Fashioning Compassion May 18, 2012

In my attempt to understand the unrecorded aspects of lives of women in the Bible, the following poem is written in the voice of Sarah. I never liked her much, to be honest, and I like Abraham even less. They are not people I would choose to go back and visit if I were a time traveler. However while working on this poem, I have managed to fashion some compassion and admiration for Sarah.

Sarai

I. Bought

Father is pleased.
My worth in gold and cattle
more than he hoped.
“I once thought your beauty
an excess,” he says.

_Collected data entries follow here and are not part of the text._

use clap::Parser;

mod cli;
mod commands;
mod exit_codes;
mod output;

use cli::Cli;

fn main() {
    let cli = Cli::parse();

    let log_level = match cli.verbose {
        0 => log::LevelFilter::Warn,
        1 => log::LevelFilter::Info,
        2 => log::LevelFilter::Debug,
        _ => log::LevelFilter::Trace,
    };
    env_logger::Builder::new()
        .filter_level(log_level)
        .format_timestamp(None)
        .init();

    let exit_code = match cli.command {
        cli::Command::Reclassify(args) => commands::reclassify::execute(args),
        cli::Command::Classify(args) => commands::classify::execute(args),
        cli::Command::Validate(args) => commands::validate::execute(args),
        cli::Command::Trees(args) => commands::trees::execute(args),
    };

    std::process::exit(exit_code);
}
use crate::cli::ClassifyArgs;
use crate::commands::{manual_inputs, print_run_summary};
use crate::exit_codes;
use tedana_rs::classify::{self, ClassifyInputs};
use tedana_rs::trees::resolve_tree;
use tedana_rs::{EngineConfig, ManualOverrides, Result};

pub fn execute(args: ClassifyArgs) -> i32 {
    match run(&args) {
        Ok(code) => code,
        Err(e) => {
            eprintln!("Error: {}", e);
            exit_codes::for_error(&e)
        }
    }
}

fn run(args: &ClassifyArgs) -> Result<i32> {
    let (accept, reject) = manual_inputs(&args.manual)?;
    let overrides = ManualOverrides::from_inputs(&accept, &reject)?;
    let tree = resolve_tree(&args.tree)?;
    let inputs = ClassifyInputs::from_files(&args.metrics, &args.mixing)?;
    let config = EngineConfig {
        require_final_classification: !args.allow_unresolved,
        ..EngineConfig::default()
    };

    let result = classify::run(inputs, tree, &overrides, &config, &args.output.options())?;
    Ok(print_run_summary(&result, args.output.json))
}
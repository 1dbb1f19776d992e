//! Manual component list parsing
//!
//! Users hand over components to accept or reject in several shapes: explicit
//! integers from library calls, loosely typed numbers (CLI tokens, JSON), a
//! single comma/space delimited string, or a path to a file holding such a
//! list. [`ManualInput`] names each shape explicitly and
//! [`parse_manual_list`] turns any of them into an ordered, de-duplicated
//! [`ComponentSet`].

use crate::error::{Result, TedanaError};
use crate::types::ComponentSet;
use std::path::{Path, PathBuf};

/// Column holding component indices in CSV/TSV manual lists
pub const COMPONENTS_COLUMN: &str = "Components";

#[derive(Debug, Clone, PartialEq)]
pub enum ManualInput {
    /// Already-typed indices
    Indices(Vec<usize>),
    /// Numbers that still need an integrality check
    Numbers(Vec<f64>),
    /// One string of comma and/or whitespace separated integers
    Delimited(String),
    /// File containing a delimited list or a `Components` column
    Path(PathBuf),
}

impl ManualInput {
    /// Resolve raw command-line tokens.
    ///
    /// Several tokens are a numeric sequence. A single token is a file path
    /// when such a file exists, otherwise a delimited string.
    pub fn from_tokens(tokens: &[String]) -> Result<Self> {
        match tokens {
            [] => Ok(ManualInput::Indices(Vec::new())),
            [single] => {
                let trimmed = single.trim();
                if !trimmed.is_empty() && Path::new(trimmed).is_file() {
                    Ok(ManualInput::Path(PathBuf::from(trimmed)))
                } else {
                    Ok(ManualInput::Delimited(single.clone()))
                }
            }
            many => {
                let numbers = many
                    .iter()
                    .map(|t| {
                        t.trim()
                            .parse::<f64>()
                            .map_err(|_| TedanaError::NonIntegerComponent {
                                value: t.clone(),
                                input: format!("{:?}", many),
                            })
                    })
                    .collect::<Result<Vec<f64>>>()?;
                Ok(ManualInput::Numbers(numbers))
            }
        }
    }

    pub fn is_empty(&self) -> bool {
        match self {
            ManualInput::Indices(v) => v.is_empty(),
            ManualInput::Numbers(v) => v.is_empty(),
            ManualInput::Delimited(s) => s.trim().is_empty(),
            ManualInput::Path(_) => false,
        }
    }
}

impl Default for ManualInput {
    fn default() -> Self {
        ManualInput::Indices(Vec::new())
    }
}

impl From<Vec<usize>> for ManualInput {
    fn from(v: Vec<usize>) -> Self {
        ManualInput::Indices(v)
    }
}

impl From<&[usize]> for ManualInput {
    fn from(v: &[usize]) -> Self {
        ManualInput::Indices(v.to_vec())
    }
}

impl From<&str> for ManualInput {
    fn from(s: &str) -> Self {
        ManualInput::Delimited(s.to_string())
    }
}

/// Parse any manual input shape into a set of component indices.
pub fn parse_manual_list(input: &ManualInput) -> Result<ComponentSet> {
    match input {
        ManualInput::Indices(indices) => Ok(indices.iter().copied().collect()),
        ManualInput::Numbers(numbers) => parse_numbers(numbers),
        ManualInput::Delimited(text) => parse_delimited(text),
        ManualInput::Path(path) => parse_file(path),
    }
}

fn parse_numbers(numbers: &[f64]) -> Result<ComponentSet> {
    match numbers {
        [] => Ok(ComponentSet::new()),
        [single] => as_index(*single)
            .map(|i| ComponentSet::from([i]))
            .ok_or_else(|| TedanaError::UnrecognizedManualInput(format!("{:?}", numbers))),
        many => many
            .iter()
            .map(|&value| {
                as_index(value).ok_or_else(|| TedanaError::NonIntegerComponent {
                    value: value.to_string(),
                    input: format!("{:?}", many),
                })
            })
            .collect(),
    }
}

fn as_index(value: f64) -> Option<usize> {
    if value.is_finite() && value >= 0.0 && value.fract() == 0.0 && value < usize::MAX as f64 {
        Some(value as usize)
    } else {
        None
    }
}

/// Split on commas and any whitespace, dropping empty tokens.
fn parse_delimited(text: &str) -> Result<ComponentSet> {
    text.split(|c: char| c == ',' || c.is_whitespace())
        .filter(|token| !token.is_empty())
        .map(|token| parse_token(token, text))
        .collect()
}

fn parse_token(token: &str, input: &str) -> Result<usize> {
    if let Ok(index) = token.parse::<usize>() {
        return Ok(index);
    }
    token
        .parse::<f64>()
        .ok()
        .and_then(as_index)
        .ok_or_else(|| TedanaError::InvalidComponentToken {
            token: token.to_string(),
            input: input.to_string(),
        })
}

fn parse_file(path: &Path) -> Result<ComponentSet> {
    if !path.is_file() {
        return Err(TedanaError::UnrecognizedManualInput(
            path.display().to_string(),
        ));
    }

    let extension = path
        .extension()
        .and_then(|e| e.to_str())
        .map(|e| e.to_ascii_lowercase());

    let delimiter = match extension.as_deref() {
        Some("csv") => b',',
        Some("tsv") => b'\t',
        _ => {
            let contents = std::fs::read_to_string(path).map_err(TedanaError::read_file(path))?;
            return parse_delimited(&contents);
        }
    };

    let mut reader = csv::ReaderBuilder::new()
        .delimiter(delimiter)
        .flexible(true)
        .from_path(path)
        .map_err(TedanaError::csv_file(path))?;

    let headers: Vec<String> = reader
        .headers()
        .map_err(TedanaError::csv_file(path))?
        .iter()
        .map(|h| h.trim().to_string())
        .collect();
    let column = headers
        .iter()
        .position(|h| h == COMPONENTS_COLUMN)
        .or_else(|| {
            if headers.len() == 2 {
                headers.iter().position(|h| h == "0")
            } else {
                None
            }
        })
        .ok_or_else(|| TedanaError::NoComponentsColumn(path.to_path_buf()))?;

    let source = path.display().to_string();
    let mut components = ComponentSet::new();
    for record in reader.records() {
        let record = record.map_err(TedanaError::csv_file(path))?;
        match record.get(column).map(str::trim) {
            Some(cell) if !cell.is_empty() => {
                components.insert(parse_token(cell, &source)?);
            }
            _ => {}
        }
    }

    log::debug!(
        "Read {} components from column '{}' of {}",
        components.len(),
        headers[column],
        source
    );
    Ok(components)
}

Wipes
frothy beer from his beard.
“But it got us a good match.”
I wonder, What of the man?
The weight of Abram’s
bracelets on my arms,
the gold ring in my nose
tell me nothing.
What shape will I form
when he weaves
my life into his?

II. Sold

Illness and death here
because of my beauty.
I said, I am sister
of my husband.

Abram, I fear they
will kill you.
Dream of your body
dragged behind a chariot.
Clutch a lock of your hair
in the leather pouch
between my breasts.
Pharaoh laughs,
asks, “Is it a token
of your God?”

Sometimes I think
I’ve been here always.
Head weighted with the scent
of cinnamon and myrrh.
Desire stripped, scarred skin
in its place
longing for the lost.
Clothes heavy
with loneliness and gold.
Eyes darkened with coal.

Here I learned to erase
thoughts from my eyes,
usher them into the dark
center of my bones.
But now it does not matter.
No one will touch me.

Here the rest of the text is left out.